A View from the Pew: 5 Questions to Help Plan Your Fall Festival

In the “before times,” when pandemics were far-fetched movie plots, churches looked for ways to gather for fellowship outside of Sunday worship. It was an added bonus if it could involve people outside of the church because then you could call it “outreach.”

One event that was previously the exclusive territory of schools and community organizations was the fall festival. Over the last 20-30 years, though, this once purely secular mainstay on our fall calendars has shifted to a church-owned and operated activity. Regardless of who runs it, a good fall festival can be an annual highlight for the church and the community.

As churches navigate the fragile state of “returning to normal,” they have to make decisions about any number of events, but given that the calendar officially flips over to fall this week, the fall festival may be on your mind. You may be re-evaluating all of your church’s activities in light of COVID-19, but even apart from those very serious and necessary concerns, it’s worth taking a look at what your church’s fall festival is all about.

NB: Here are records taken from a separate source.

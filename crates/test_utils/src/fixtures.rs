//! Pre-built Test Fixtures
//!
//! Provides ready-to-use test data for policy records. These fixtures are
//! consistent and predictable for unit tests.

use chrono::{DateTime, NaiveDate, TimeZone, Utc};
use rust_decimal::Decimal;
use rust_decimal_macros::dec;

/// Fixture for monetary amounts
pub struct AmountFixtures;

impl AmountFixtures {
    /// Standard monthly premium
    pub fn premium() -> Decimal {
        dec!(120.50)
    }

    /// Standard coverage amount
    pub fn coverage() -> Decimal {
        dec!(50000)
    }

    /// A free policy
    pub fn zero() -> Decimal {
        Decimal::ZERO
    }

    /// An amount that fails non-negativity checks
    pub fn negative() -> Decimal {
        dec!(-0.01)
    }
}

/// Fixture for temporal test data
pub struct TemporalFixtures;

impl TemporalFixtures {
    /// Standard policy start date (Jan 1, 2024)
    pub fn policy_start() -> NaiveDate {
        NaiveDate::from_ymd_opt(2024, 1, 1).unwrap()
    }

    /// Standard policy end date (Dec 31, 2024)
    pub fn policy_end() -> NaiveDate {
        NaiveDate::from_ymd_opt(2024, 12, 31).unwrap()
    }

    /// A date before the standard start, for unordered ranges
    pub fn before_start() -> NaiveDate {
        NaiveDate::from_ymd_opt(2023, 6, 30).unwrap()
    }

    /// Fixed creation timestamp
    pub fn created_at() -> DateTime<Utc> {
        Utc.with_ymd_and_hms(2024, 1, 1, 9, 30, 0).unwrap()
    }
}

/// Fixture for string field values
pub struct StringFixtures;

impl StringFixtures {
    /// Standard policy number
    pub fn policy_number() -> &'static str {
        "P-100"
    }

    /// Standard insurance type
    pub fn insurance_type() -> &'static str {
        "Auto"
    }

    /// Standard provider
    pub fn provider() -> &'static str {
        "Acme"
    }

    /// A description requiring CSV quoting
    pub fn quoted_description() -> &'static str {
        "He said, \"hi\"\nbye"
    }
}
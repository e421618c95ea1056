//! CSV export of policy records
//!
//! One header row, then one row per record in listing order. Every line
//! ends with `\n`. Dates render as `YYYY-MM-DD`, timestamps as
//! `YYYY-MM-DD HH:MM:SS`, and absent values as empty fields.

use std::borrow::Cow;

use core_kernel::{format_date, format_timestamp};
use domain_policy::InsurancePolicy;

/// File name offered to the client
pub const EXPORT_FILE_NAME: &str = "insurances_export.csv";

/// Column header row
pub const CSV_HEADER: &str = "ID,Policy Number,Insurance Type,Provider,Premium,Coverage Amount,Start Date,End Date,Status,Description,Created At,Updated At";

/// Escapes a single CSV field
///
/// The field is wrapped in double quotes, with internal quotes doubled, if
/// and only if it contains a comma, a double quote, or a newline.
pub fn escape_csv(value: &str) -> Cow<'_, str> {
    if value.contains(&[',', '"', '\n'][..]) {
        Cow::Owned(format!("\"{}\"", value.replace('"', "\"\"")))
    } else {
        Cow::Borrowed(value)
    }
}

/// Renders one record as a CSV line, without the terminator
pub fn csv_row(policy: &InsurancePolicy) -> String {
    let fields: [Cow<'_, str>; 12] = [
        Cow::Owned(policy.id.to_string()),
        escape_csv(&policy.policy_number),
        escape_csv(&policy.insurance_type),
        escape_csv(&policy.provider),
        Cow::Owned(policy.premium.to_string()),
        Cow::Owned(policy.coverage_amount.to_string()),
        Cow::Owned(format_date(Some(policy.start_date))),
        Cow::Owned(format_date(policy.end_date)),
        escape_csv(&policy.status),
        escape_csv(policy.description.as_deref().unwrap_or("")),
        Cow::Owned(format_timestamp(Some(policy.created_at))),
        Cow::Owned(format_timestamp(Some(policy.updated_at))),
    ];
    fields.join(",")
}

/// Renders the full export document
pub fn render_csv(policies: &[InsurancePolicy]) -> String {
    let mut csv = String::with_capacity(CSV_HEADER.len() + 1 + policies.len() * 128);
    csv.push_str(CSV_HEADER);
    csv.push('\n');
    for policy in policies {
        csv.push_str(&csv_row(policy));
        csv.push('\n');
    }
    csv
}

/// `Content-Disposition` value for the export download
pub fn content_disposition() -> String {
    format!("attachment; filename=\"{}\"", EXPORT_FILE_NAME)
}

#[cfg(test)]
mod tests {
    use super::*;
    use chrono::{NaiveDate, TimeZone, Utc};
    use core_kernel::PolicyId;
    use domain_policy::PolicyDraft;
    use rust_decimal_macros::dec;

    fn policy() -> InsurancePolicy {
        let draft = PolicyDraft::new(
            "P-100",
            "Auto",
            "Acme",
            dec!(120.50),
            dec!(50000.00),
            NaiveDate::from_ymd_opt(2024, 1, 1).unwrap(),
        );
        InsurancePolicy::from_draft(
            PolicyId::new(1),
            draft,
            Utc.with_ymd_and_hms(2024, 1, 2, 3, 4, 5).unwrap(),
        )
    }

    #[test]
    fn test_plain_field_is_unescaped() {
        assert_eq!(escape_csv("simple"), "simple");
        assert!(matches!(escape_csv("simple"), Cow::Borrowed(_)));
    }

    #[test]
    fn test_special_characters_are_quoted() {
        assert_eq!(
            escape_csv("He said, \"hi\"\nbye"),
            "\"He said, \"\"hi\"\"\nbye\""
        );
        assert_eq!(escape_csv("a,b"), "\"a,b\"");
        assert_eq!(escape_csv("line\nbreak"), "\"line\nbreak\"");
        assert_eq!(escape_csv("\""), "\"\"\"\"");
    }

    #[test]
    fn test_carriage_return_alone_is_not_quoted() {
        assert_eq!(escape_csv("a\rb"), "a\rb");
    }

    #[test]
    fn test_row_with_absent_optionals() {
        assert_eq!(
            csv_row(&policy()),
            "1,P-100,Auto,Acme,120.50,50000.00,2024-01-01,,Active,,2024-01-02 03:04:05,2024-01-02 03:04:05"
        );
    }

    #[test]
    fn test_row_with_all_fields() {
        let mut policy = policy();
        policy.end_date = NaiveDate::from_ymd_opt(2024, 12, 31);
        policy.status = "Cancelled".to_string();
        policy.description = Some("Fleet, 3 vehicles".to_string());

        assert_eq!(
            csv_row(&policy),
            "1,P-100,Auto,Acme,120.50,50000.00,2024-01-01,2024-12-31,Cancelled,\"Fleet, 3 vehicles\",2024-01-02 03:04:05,2024-01-02 03:04:05"
        );
    }

    #[test]
    fn test_empty_export_is_header_only() {
        assert_eq!(render_csv(&[]), format!("{}\n", CSV_HEADER));
    }

    #[test]
    fn test_export_keeps_listing_order() {
        let first = policy();
        let mut second = policy();
        second.id = PolicyId::new(2);
        second.policy_number = "P-200".to_string();

        let csv = render_csv(&[second, first]);
        let lines: Vec<_> = csv.lines().collect();
        assert_eq!(lines.len(), 3);
        assert!(lines[1].starts_with("2,P-200,"));
        assert!(lines[2].starts_with("1,P-100,"));
    }

    #[test]
    fn test_content_disposition() {
        assert_eq!(
            content_disposition(),
            "attachment; filename=\"insurances_export.csv\""
        );
    }
}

To help with that thought process, here are 5 questions for your committee or staff to consider:

Should we continue having it? If your church is feeling the effects of volunteer burnout, this is a valid question. Sometimes a year off is all you need to approach an annual tradition with renewed focus and energy. The worst answer to this question is “Yes, we should because we always have.” A better criterion is the trend in participation. If it’s trending downward, don’t expect it to magically turn around without adopting new strategies to attract attendance. COVID safety concerns alone could be enough to diminish participation. If you see interest and commitment to the fall festival waning, this could be the year to take a break to evaluate the event’s future.

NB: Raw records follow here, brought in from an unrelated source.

//! Strongly-typed identifiers for domain entities
//!
//! Records are keyed by database-assigned integers. Wrapping them in a
//! newtype keeps a policy id from being confused with any other integer.

use serde::{Deserialize, Serialize};
use std::fmt;
use std::num::ParseIntError;
use std::str::FromStr;

macro_rules! define_id {
    ($name:ident) => {
        #[derive(Debug, Clone, Copy, PartialEq, Eq, PartialOrd, Ord, Hash, Serialize, Deserialize)]
        #[serde(transparent)]
        pub struct $name(i64);

        impl $name {
            /// Wraps a raw identifier assigned by the store
            pub fn new(value: i64) -> Self {
                Self(value)
            }

            /// Returns the underlying integer
            pub fn value(&self) -> i64 {
                self.0
            }
        }

        impl fmt::Display for $name {
            fn fmt(&self, f: &mut fmt::Formatter<'_>) -> fmt::Result {
                write!(f, "{}", self.0)
            }
        }

        impl FromStr for $name {
            type Err = ParseIntError;

            fn from_str(s: &str) -> Result<Self, Self::Err> {
                Ok(Self(s.trim().parse()?))
            }
        }

        impl From<i64> for $name {
            fn from(value: i64) -> Self {
                Self(value)
            }
        }

        impl From<$name> for i64 {
            fn from(id: $name) -> i64 {
                id.0
            }
        }
    };
}

define_id!(PolicyId);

When should it be? The best answer to this question lies at the intersection of school calendars, community events, and the weather. It helps to have copies of the local schools’ calendars and even the college football schedule on hand when picking a date. Participation can be adversely affected by an unforeseen youth soccer tournament, school event, or football rivalry. Some churches have great success with midweek events as a part of Wednesday night activities while others can attract a crowd on Saturdays. Know what dates and times works best for your congregation and plan accordingly.

What is the purpose? This question can be asked about every event your church organizes. Knowing what you are trying to accomplish influences every aspect of your fall festival from the menu to the promotion. If the purpose is for church members to get together and enjoy each other’s company and fellowship, you do not need a lot of community promotion. If you are hoping it will be an outreach to the community, you need to put time and money into getting the word out through a variety of channels. A good starting place is signage and social media, but depending on how large a scale you have in mind, it may include advertising and local business sponsorships.

Who is it for? It’s best to decide if you’ll host a children’s event or a children-of-all-ages event before you book a clown, chalk artist, or bounce house. Some of the decisions that flow from knowing your target age range are obvious. The seniors won’t be in the bounce house—for the most part. But how you plan the program will be directly related to who you want to attend. If the answer is “everyone!” that’s fine. Just make sure your entertainment and recreation plans reflect that. Beyond age, it’s important to know if this is for the church folks or the community. You’ll know the answer better if you’ve worked through the previous question about the event’s purpose. Be sure to have a good handle on who you are doing the event for because your plan can have a fatal flaw on this point if you’re not careful.

How much should it cost? I don’t have a magic formula, but I do have plenty of examples of churches not having this conversation ahead of time and expenses running amok. If you are planning to use the event as an outreach, you may be able to tap into other budget line items, but that doesn’t mean those are effective uses of those dollars. How churches minister to their communities and the world is often measured in spending. Be careful not to invest too heavily in entertaining yourself at the expense of serving a world in need.

Whatever your Fall Festival 2021 looks like, be sure to keep the deacons out of the cider, don’t fall off the hayride, and look out for folks getting lost in the corn maze. My prayer is that we’ll all soon be able to attend fall festivals COVID-free.

Lance Wallace is a Baptist layperson and member of Parkway Baptist Church in Johns Creek, GA. He earns a living in higher education communications and writes a blog at newsouthessays.com.